It is now the third time of the year; Mark Zuckerberg has had one of his social media accounts hacked. The group ‘OurMine’ are now claiming to take the credit once again.
In June Mark Zuckerberg had his Pinterest and Twitter accounts hacked, which appeared to be the consequences of poor security decisions – re-using simple and same passwords across multiple services or sites.
Why Mark Zuckerberg?
Zuckerberg isn’t the only victim; other notable accounts of famous personalities like Keith Richards and Katy Perry were hacked. However, Mark Zuckerberg account stands out from the rest, because he’s the CEO of Facebook. Facebook has made tremendous efforts to be privacy conscious and help its users to protect their online identities.

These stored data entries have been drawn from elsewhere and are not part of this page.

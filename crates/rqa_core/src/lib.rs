pub mod config;
pub mod domain;
pub mod error;
pub mod ingest;
pub mod session_log;
use std::cmp::Ordering;
use std::ffi::OsString;
use std::fs;
use std::path::{Path, PathBuf};

use rqa_core::domain::Chunk;
use rqa_core::error::{codes, AppError};
use serde::de::DeserializeOwned;
use serde::Serialize;
use tracing::{debug, info, warn};

use super::model::{IndexMeta, IndexStatus, ScoredChunk, StoredVector, INDEX_FORMAT_VERSION};
use crate::embeddings::Embedder;
use crate::retrieve::similarity;

const META_FILE: &str = "index_meta.json";
const CHUNKS_FILE: &str = "index_chunks.json";
const VECTORS_FILE: &str = "index_vectors.json";

/// On-disk vector index: a directory holding meta, chunks and vectors as JSON.
///
/// Builds are written to a sibling `<dir>.staging` directory and renamed into place,
/// so an interrupted or failed build leaves the previous index loadable.
#[derive(Debug, Clone)]
pub struct IndexStore {
    root: PathBuf,
}

impl IndexStore {
    pub fn open(root: impl Into<PathBuf>) -> Self {
        Self { root: root.into() }
    }

    pub fn root(&self) -> &Path {
        self.root.as_path()
    }

    fn meta_path(&self) -> PathBuf {
        self.root.join(META_FILE)
    }

    fn sibling(&self, suffix: &str) -> Result<PathBuf, AppError> {
        let name = self.root.file_name().ok_or_else(|| {
            AppError::new(codes::INDEX_BUILD_FAILED, "Index location must name a directory")
                .with_details(format!("path={}", self.root.display()))
        })?;
        let mut name = OsString::from(name);
        name.push(suffix);
        Ok(self.root.with_file_name(name))
    }

    fn read_meta(&self) -> Result<Option<IndexMeta>, AppError> {
        let path = self.meta_path();
        if !path.is_file() {
            return Ok(None);
        }
        let meta: IndexMeta = read_json(&path, "index meta")?;
        if meta.format_version != INDEX_FORMAT_VERSION {
            return Err(AppError::new(codes::INDEX_CORRUPT, "Unsupported index format version")
                .with_details(format!(
                    "path={}; expected={}; got={}",
                    path.display(),
                    INDEX_FORMAT_VERSION,
                    meta.format_version
                )));
        }
        Ok(Some(meta))
    }

    pub fn status(&self) -> Result<IndexStatus, AppError> {
        Ok(match self.read_meta()? {
            Some(meta) => IndexStatus::from(&meta),
            None => IndexStatus::not_ready(),
        })
    }

    /// Embeds `chunks` in order and replaces any existing index. Nothing on disk changes
    /// unless every embedding succeeds with a consistent dimensionality.
    pub fn build(
        &self,
        chunks: &[Chunk],
        embedder: &dyn Embedder,
        built_at: &str,
    ) -> Result<IndexStatus, AppError> {
        self.ensure_replaceable()?;
        let model = embedder.model_id();
        info!(
            model = %model,
            chunks = chunks.len(),
            path = %self.root.display(),
            "building vector index"
        );

        let mut dims = embedder.dims();
        let mut vectors: Vec<StoredVector> = Vec::with_capacity(chunks.len());
        for chunk in chunks {
            let v = embedder.embed(&chunk.text).map_err(|e| {
                let details = format!(
                    "chunk_id={}; source={}; err={}",
                    chunk.chunk_id, chunk.source, e
                );
                e.with_details(details)
            })?;
            match dims {
                Some(d) if d != v.len() => {
                    return Err(AppError::new(
                        codes::INDEX_BUILD_FAILED,
                        "Embedding dimension mismatch across chunks",
                    )
                    .with_details(format!(
                        "expected={}; got={}; chunk_id={}",
                        d,
                        v.len(),
                        chunk.chunk_id
                    )));
                }
                Some(_) => {}
                None => dims = Some(v.len()),
            }
            vectors.push(StoredVector {
                chunk_id: chunk.chunk_id.clone(),
                vector: v,
            });
        }

        let mut sources: Vec<String> = Vec::new();
        for c in chunks {
            if !sources.contains(&c.source) {
                sources.push(c.source.clone());
            }
        }

        let meta = IndexMeta {
            format_version: INDEX_FORMAT_VERSION,
            model,
            dims: dims.unwrap_or(0),
            chunk_count: chunks.len(),
            sources,
            built_at: built_at.to_string(),
        };

        let staging = self.sibling(".staging")?;
        if staging.exists() {
            fs::remove_dir_all(&staging).map_err(|e| {
                build_io_error("Failed to clear index staging directory", &staging, e)
            })?;
        }
        fs::create_dir_all(&staging)
            .map_err(|e| build_io_error("Failed to create index staging directory", &staging, e))?;
        write_json(&staging.join(CHUNKS_FILE), chunks, "index chunks")?;
        write_json(&staging.join(VECTORS_FILE), &vectors, "index vectors")?;
        write_json(&staging.join(META_FILE), &meta, "index meta")?;
        self.swap_in(&staging)?;

        info!(
            model = %meta.model,
            dims = meta.dims,
            chunks = meta.chunk_count,
            sources = meta.sources.len(),
            "vector index ready"
        );
        Ok(IndexStatus::from(&meta))
    }

    /// The index location may be absent, an empty directory, or a previous index.
    /// Anything else is left alone.
    fn ensure_replaceable(&self) -> Result<(), AppError> {
        if !self.root.exists() {
            return Ok(());
        }
        let refuse = |why: &str| {
            AppError::new(
                codes::INDEX_BUILD_FAILED,
                "Index location holds something other than a vector index",
            )
            .with_details(format!("path={}; {why}", self.root.display()))
        };
        if !self.root.is_dir() {
            return Err(refuse("not a directory"));
        }
        if self.meta_path().is_file() {
            return Ok(());
        }
        let mut entries = fs::read_dir(&self.root)
            .map_err(|e| build_io_error("Failed to inspect index directory", &self.root, e))?;
        if entries.next().is_some() {
            return Err(refuse("directory is not empty and has no index meta"));
        }
        Ok(())
    }

    fn swap_in(&self, staging: &Path) -> Result<(), AppError> {
        let previous = self.sibling(".previous")?;
        if previous.exists() {
            fs::remove_dir_all(&previous).map_err(|e| {
                build_io_error("Failed to clear previous index directory", &previous, e)
            })?;
        }

        let had_previous = self.root.exists();
        if had_previous {
            fs::rename(&self.root, &previous)
                .map_err(|e| build_io_error("Failed to move existing index aside", &self.root, e))?;
        }
        if let Err(e) = fs::rename(staging, &self.root) {
            if had_previous {
                if let Err(restore) = fs::rename(&previous, &self.root) {
                    warn!(
                        path = %self.root.display(),
                        error = %restore,
                        "failed to restore previous index"
                    );
                }
            }
            return Err(AppError::new(codes::INDEX_BUILD_FAILED, "Failed to finalize index build")
                .with_details(format!(
                    "staging={}; dest={}; err={}",
                    staging.display(),
                    self.root.display(),
                    e
                )));
        }
        if had_previous {
            if let Err(e) = fs::remove_dir_all(&previous) {
                warn!(path = %previous.display(), error = %e, "failed to remove previous index");
            }
        }
        Ok(())
    }

    /// Loads the persisted index for querying with `embedder`.
    pub fn load(&self, embedder: &dyn Embedder) -> Result<IndexHandle, AppError> {
        let meta = self.read_meta()?.ok_or_else(|| {
            AppError::new(codes::INDEX_NOT_FOUND, "No vector index found; build the index first")
                .with_details(format!("path={}", self.root.display()))
        })?;

        let model = embedder.model_id();
        if meta.model != model {
            return Err(AppError::new(
                codes::EMBEDDING_MISMATCH,
                "Index was built with a different embedding model",
            )
            .with_details(format!("index_model={}; embedder_model={}", meta.model, model)));
        }
        if let Some(d) = embedder.dims() {
            if meta.chunk_count > 0 && d != meta.dims {
                return Err(AppError::new(
                    codes::EMBEDDING_MISMATCH,
                    "Embedder dimensionality does not match the index",
                )
                .with_details(format!("index_dims={}; embedder_dims={}", meta.dims, d)));
            }
        }

        let chunks: Vec<Chunk> = read_json(&self.root.join(CHUNKS_FILE), "index chunks")?;
        let vectors: Vec<StoredVector> = read_json(&self.root.join(VECTORS_FILE), "index vectors")?;
        if chunks.len() != meta.chunk_count || vectors.len() != meta.chunk_count {
            return Err(AppError::new(codes::INDEX_CORRUPT, "Index entry counts disagree")
                .with_details(format!(
                    "meta={}; chunks={}; vectors={}",
                    meta.chunk_count,
                    chunks.len(),
                    vectors.len()
                )));
        }

        let mut entries: Vec<Entry> = Vec::with_capacity(chunks.len());
        for (chunk, stored) in chunks.into_iter().zip(vectors) {
            if stored.chunk_id != chunk.chunk_id {
                return Err(AppError::new(
                    codes::INDEX_CORRUPT,
                    "Index vectors are misaligned with chunks",
                )
                .with_details(format!(
                    "chunk_id={}; vector_chunk_id={}",
                    chunk.chunk_id, stored.chunk_id
                )));
            }
            if stored.vector.len() != meta.dims {
                return Err(AppError::new(
                    codes::INDEX_CORRUPT,
                    "Stored vector has the wrong dimensionality",
                )
                .with_details(format!(
                    "chunk_id={}; expected={}; got={}",
                    chunk.chunk_id,
                    meta.dims,
                    stored.vector.len()
                )));
            }
            let norm = similarity::l2_norm(&stored.vector);
            entries.push(Entry {
                chunk,
                vector: stored.vector,
                norm,
            });
        }

        debug!(model = %meta.model, chunks = entries.len(), "loaded vector index");
        Ok(IndexHandle { meta, entries })
    }
}

#[derive(Debug, Clone)]
struct Entry {
    chunk: Chunk,
    vector: Vec<f32>,
    norm: f32,
}

/// Loaded, read-only index. Safe to share across threads.
#[derive(Debug, Clone)]
pub struct IndexHandle {
    meta: IndexMeta,
    entries: Vec<Entry>,
}

impl IndexHandle {
    pub fn meta(&self) -> &IndexMeta {
        &self.meta
    }

    pub fn len(&self) -> usize {
        self.entries.len()
    }

    pub fn is_empty(&self) -> bool {
        self.entries.is_empty()
    }

    pub fn chunks(&self) -> impl Iterator<Item = &Chunk> + '_ {
        self.entries.iter().map(|e| &e.chunk)
    }

    /// Top `k` chunks by cosine similarity to `query`, best first. Equal scores keep
    /// index order. Zero-norm vectors never match.
    pub fn search(
        &self,
        embedder: &dyn Embedder,
        query: &str,
        k: usize,
    ) -> Result<Vec<ScoredChunk>, AppError> {
        if k == 0 || self.entries.is_empty() {
            return Ok(Vec::new());
        }

        let model = embedder.model_id();
        if model != self.meta.model {
            return Err(AppError::new(
                codes::EMBEDDING_MISMATCH,
                "Query embedder differs from the index model",
            )
            .with_details(format!("index_model={}; embedder_model={}", self.meta.model, model)));
        }

        let qv = embedder.embed(query)?;
        if qv.len() != self.meta.dims {
            return Err(AppError::new(
                codes::EMBEDDING_MISMATCH,
                "Query embedding dims do not match index dims",
            )
            .with_details(format!("index_dims={}; query_dims={}", self.meta.dims, qv.len())));
        }
        let qnorm = similarity::l2_norm(&qv);
        if qnorm == 0.0 {
            debug!("query embedding has zero norm; no matches");
            return Ok(Vec::new());
        }

        let mut hits: Vec<(usize, f32)> = self
            .entries
            .iter()
            .enumerate()
            .filter(|(_, e)| e.norm > 0.0)
            .map(|(i, e)| (i, similarity::cosine_similarity(&qv, &e.vector, qnorm, e.norm)))
            .collect();
        // Stable sort: ties stay in insertion order.
        hits.sort_by(|a, b| b.1.partial_cmp(&a.1).unwrap_or(Ordering::Equal));
        hits.truncate(k);

        Ok(hits
            .into_iter()
            .map(|(i, score)| ScoredChunk {
                chunk: self.entries[i].chunk.clone(),
                score,
            })
            .collect())
    }
}

fn build_io_error(message: &str, path: &Path, e: std::io::Error) -> AppError {
    AppError::new(codes::INDEX_BUILD_FAILED, message)
        .with_details(format!("path={}; err={}", path.display(), e))
}

fn write_json<T: Serialize + ?Sized>(path: &Path, value: &T, what: &str) -> Result<(), AppError> {
    let json = serde_json::to_vec(value).map_err(|e| {
        AppError::new(codes::INDEX_BUILD_FAILED, format!("Failed to encode {what}"))
            .with_details(e.to_string())
    })?;
    fs::write(path, json).map_err(|e| build_io_error(&format!("Failed to write {what}"), path, e))
}

fn read_json<T: DeserializeOwned>(path: &Path, what: &str) -> Result<T, AppError> {
    let bytes = fs::read(path).map_err(|e| {
        AppError::new(codes::INDEX_CORRUPT, format!("Failed to read {what}"))
            .with_details(format!("path={}; err={}", path.display(), e))
    })?;
    serde_json::from_slice(&bytes).map_err(|e| {
        AppError::new(codes::INDEX_CORRUPT, format!("Failed to decode {what}"))
            .with_details(format!("path={}; err={}", path.display(), e))
    })
}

The cause of these hacks connects its ties to the stem of a breach of LinkedIn that occurred in 2012. One of the core principles of best security practice is to:
- Frequently change passwords – especially after an attack of a data breach.
- Not to re-use same passwords between multiple sites or services.
If the reports are right, Mark Zuckerberg is alleged of using same, easy password across multiple sites and continue to do so for the last four years.
Renee Bradshaw, Manager of Solutions Strategy at Micro Focus said, “It’s starting to look like Zuckerberg committed the very human mistake that hackers are counting for us all to make: The re-use of same passwords across multiple online and social media accounts. By doing this, we increase the risk of a single breach of sensitive user information above a single cloud service and a single period of time.”
Stuart McClure, President, and CEO of Cylance said, “If a smart guy like Mark Zuckerberg can get hacked with easily guessed/obtained passwords, then everybody can.”
According to ZDNet, this time it was different. OurMine claimed to have found a vulnerability on the Pinterest platform that allowed them to hijack Zuckerberg’s account. However, the group did not share the details which make their claim nothing more than ‘dubious.’
The group defaced his profile which temporarily read, “Don’t worry, we are just testing your security” and included a link to OurMine blog. The changes were quickly retracted. The group also claimed to have hacked Zuckerberg’s Twitter password but were unable to sign in due to two-factor authentication enabled on his account.
What is the group’s motive? They are trying to solicit their business, as it seems. OurMine has found offering its security services to some of its victims in the past.